Insulin prices driving rapid increase in diabetes spending

Healthcare spending is rapidly increasing for individuals with Type 1 diabetes, a change that is being fueled by insulin prices, according to a report from Health Care Cost Institute.

The institute analyzed healthcare claims data from 2012-16 to investigate how spending on healthcare for individuals with Type 1 diabetes changed within that time frame. What researchers found is that spending on insulin doubled within that period.

The average annual cost of managing Type 1 diabetes for a patient with employer-sponsored insurance grew to almost $18,500 in 2016, a change primarily driven by insulin spending. Forty-seven percent of the $6,000 increase since 2012 reflected the rising cost of insulin.

While insulin use only rose about 3 percent within the period, the median price increase from 2012-15 was 92 percent.

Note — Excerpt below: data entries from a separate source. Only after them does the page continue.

use std::sync::Arc;

use axum::{
    extract::FromRequestParts,
    http::{StatusCode, request::Parts},
    response::{IntoResponse, Response},
};
use axum_extra::extract::cookie::SignedCookieJar;

use crate::server::AppState;
use crate::server::response::redirect;
use crate::session::SESSION_COOKIE;
use crate::types::{Permission, Role};

/// The acting user, resolved fresh from the session store and the user
/// table on every protected request. Passed explicitly into the view layer;
/// permission checks are plain function calls on [`Role`].
pub struct CurrentUser {
    pub id: String,
    pub username: String,
    pub logged_on: String,
    /// `None` when the account was deleted mid-session or carries an
    /// unrecognized usergroup; both deny every permission.
    pub role: Option<Role>,
}

impl CurrentUser {
    #[must_use]
    pub fn may(&self, permission: Permission) -> bool {
        self.role.is_some_and(|role| role.authorize(permission))
    }
}

/// Extractor that requires an authenticated session.
pub struct RequireLogin(pub CurrentUser);

/// Extractor that requires the `access_admin` permission.
pub struct RequireAdmin(pub CurrentUser);

/// Extractor that requires the `access_itdb` permission.
pub struct RequireItdb(pub CurrentUser);

#[derive(Debug)]
pub enum AuthError {
    /// No authenticated session; the visitor belongs on the landing page.
    NotLoggedIn,
    /// Authenticated but not entitled; send them back to the highest page
    /// they may see.
    NotPermitted,
    InternalError,
}

impl IntoResponse for AuthError {
    fn into_response(self) -> Response {
        match self {
            AuthError::NotLoggedIn => redirect("/"),
            AuthError::NotPermitted => redirect("/user"),
            AuthError::InternalError => {
                (StatusCode::INTERNAL_SERVER_ERROR, "internal server error").into_response()
            }
        }
    }
}

impl FromRequestParts<Arc<AppState>> for RequireLogin {
    type Rejection = AuthError;

    async fn from_request_parts(
        parts: &mut Parts,
        state: &Arc<AppState>,
    ) -> Result<Self, Self::Rejection> {
        let user = resolve_session(parts, state)?;
        Ok(RequireLogin(user))
    }
}

impl FromRequestParts<Arc<AppState>> for RequireAdmin {
    type Rejection = AuthError;

    async fn from_request_parts(
        parts: &mut Parts,
        state: &Arc<AppState>,
    ) -> Result<Self, Self::Rejection> {
        let user = resolve_session(parts, state)?;

        if !user.may(Permission::AccessAdmin) {
            return Err(AuthError::NotPermitted);
        }

        Ok(RequireAdmin(user))
    }
}

impl FromRequestParts<Arc<AppState>> for RequireItdb {
    type Rejection = AuthError;

    async fn from_request_parts(
        parts: &mut Parts,
        state: &Arc<AppState>,
    ) -> Result<Self, Self::Rejection> {
        let user = resolve_session(parts, state)?;

        if !user.may(Permission::AccessItdb) {
            return Err(AuthError::NotPermitted);
        }

        Ok(RequireItdb(user))
    }
}

fn resolve_session(parts: &Parts, state: &Arc<AppState>) -> Result<CurrentUser, AuthError> {
    let jar = SignedCookieJar::from_headers(&parts.headers, state.cookie_key.clone());

    let session_id = jar
        .get(SESSION_COOKIE)
        .map(|cookie| cookie.value().to_string())
        .ok_or(AuthError::NotLoggedIn)?;

    let session = state
        .sessions
        .get(&session_id)
        .filter(|session| session.authenticated)
        .ok_or(AuthError::NotLoggedIn)?;

    let role = state
        .store
        .get_user_by_username(&session.username)
        .map_err(|e| {
            tracing::error!("failed to resolve usergroup for {:?}: {e}", session.username);
            AuthError::InternalError
        })?
        .and_then(|user| Role::parse(&user.usergroup));

    Ok(CurrentUser {
        id: session.user_id,
        username: session.username,
        logged_on: session.logged_on,
        role,
    })
}
mod schema;
mod sqlite;

pub use sqlite::SqliteStore;

use crate::error::Result;
use crate::types::{NewPc, NewPrinter, Office, Pc, Printer, User};

/// Store defines the database interface.
///
/// Every method is a direct single-table read or write; office-scoped
/// operations take the [`Office`] selector that picks the parallel table
/// pair to operate on.
pub trait Store: Send + Sync {
    fn initialize(&self) -> Result<()>;

    // User operations
    fn create_user(&self, user: &User) -> Result<()>;
    fn get_user(&self, id: &str) -> Result<Option<User>>;
    fn get_user_by_username(&self, username: &str) -> Result<Option<User>>;
    fn username_exists(&self, username: &str) -> Result<bool>;
    fn list_users(&self) -> Result<Vec<User>>;
    fn update_user_password(&self, id: &str, password: &str) -> Result<()>;
    /// Deletes by id. Returns false when no such row existed; deleting a
    /// missing id is a no-op, not an error.
    fn delete_user(&self, id: &str) -> Result<bool>;
    fn has_admin_user(&self) -> Result<bool>;

    // PC operations (per office)
    fn list_pcs(&self, office: Office) -> Result<Vec<Pc>>;
    fn get_pc(&self, office: Office, id: i64) -> Result<Option<Pc>>;
    fn insert_pc(&self, office: Office, pc: &NewPc) -> Result<i64>;
    fn update_pc(&self, office: Office, id: i64, pc: &NewPc) -> Result<()>;
    fn delete_pc(&self, office: Office, id: i64) -> Result<bool>;
    /// Rewrites only the printer linkage field of a PC row.
    fn set_pc_printer_field(&self, office: Office, id: i64, printer: &str) -> Result<()>;

    // Printer operations (per office)
    fn list_printers(&self, office: Office) -> Result<Vec<Printer>>;
    fn list_printers_without_host(&self, office: Office) -> Result<Vec<Printer>>;
    fn get_printer(&self, office: Office, rowid: i64) -> Result<Option<Printer>>;
    fn insert_printer(&self, office: Office, printer: &NewPrinter) -> Result<i64>;
    fn update_printer(&self, office: Office, rowid: i64, printer: &NewPrinter) -> Result<()>;
    fn set_printer_host(&self, office: Office, rowid: i64, host: Option<i64>) -> Result<()>;

    /// Re-points the host back-references for one PC: every listed printer
    /// gets `host = pc_id`, and printers previously hosted by this PC but no
    /// longer listed have their host cleared. Runs as independent statements;
    /// concurrent edits of the same linkage can race.
    fn sync_pc_printers(&self, office: Office, pc_id: i64, printer_rowids: &[i64]) -> Result<()>;

    fn close(&self) -> Result<()>;
}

HCCI studied every insulin product on the market within the time frame for its report.

"We are frequently told that high drug prices are justifiable in order to promote innovative new cures, but the cost of insulin — a long-standing therapy that 1.25 million Americans with Type 1 diabetes rely on to live — has nearly doubled in the last five years, despite very little change in the underlying product, Niall Brennan, CEO of HCCI, said in a press release sent to Becker's Hospital Review.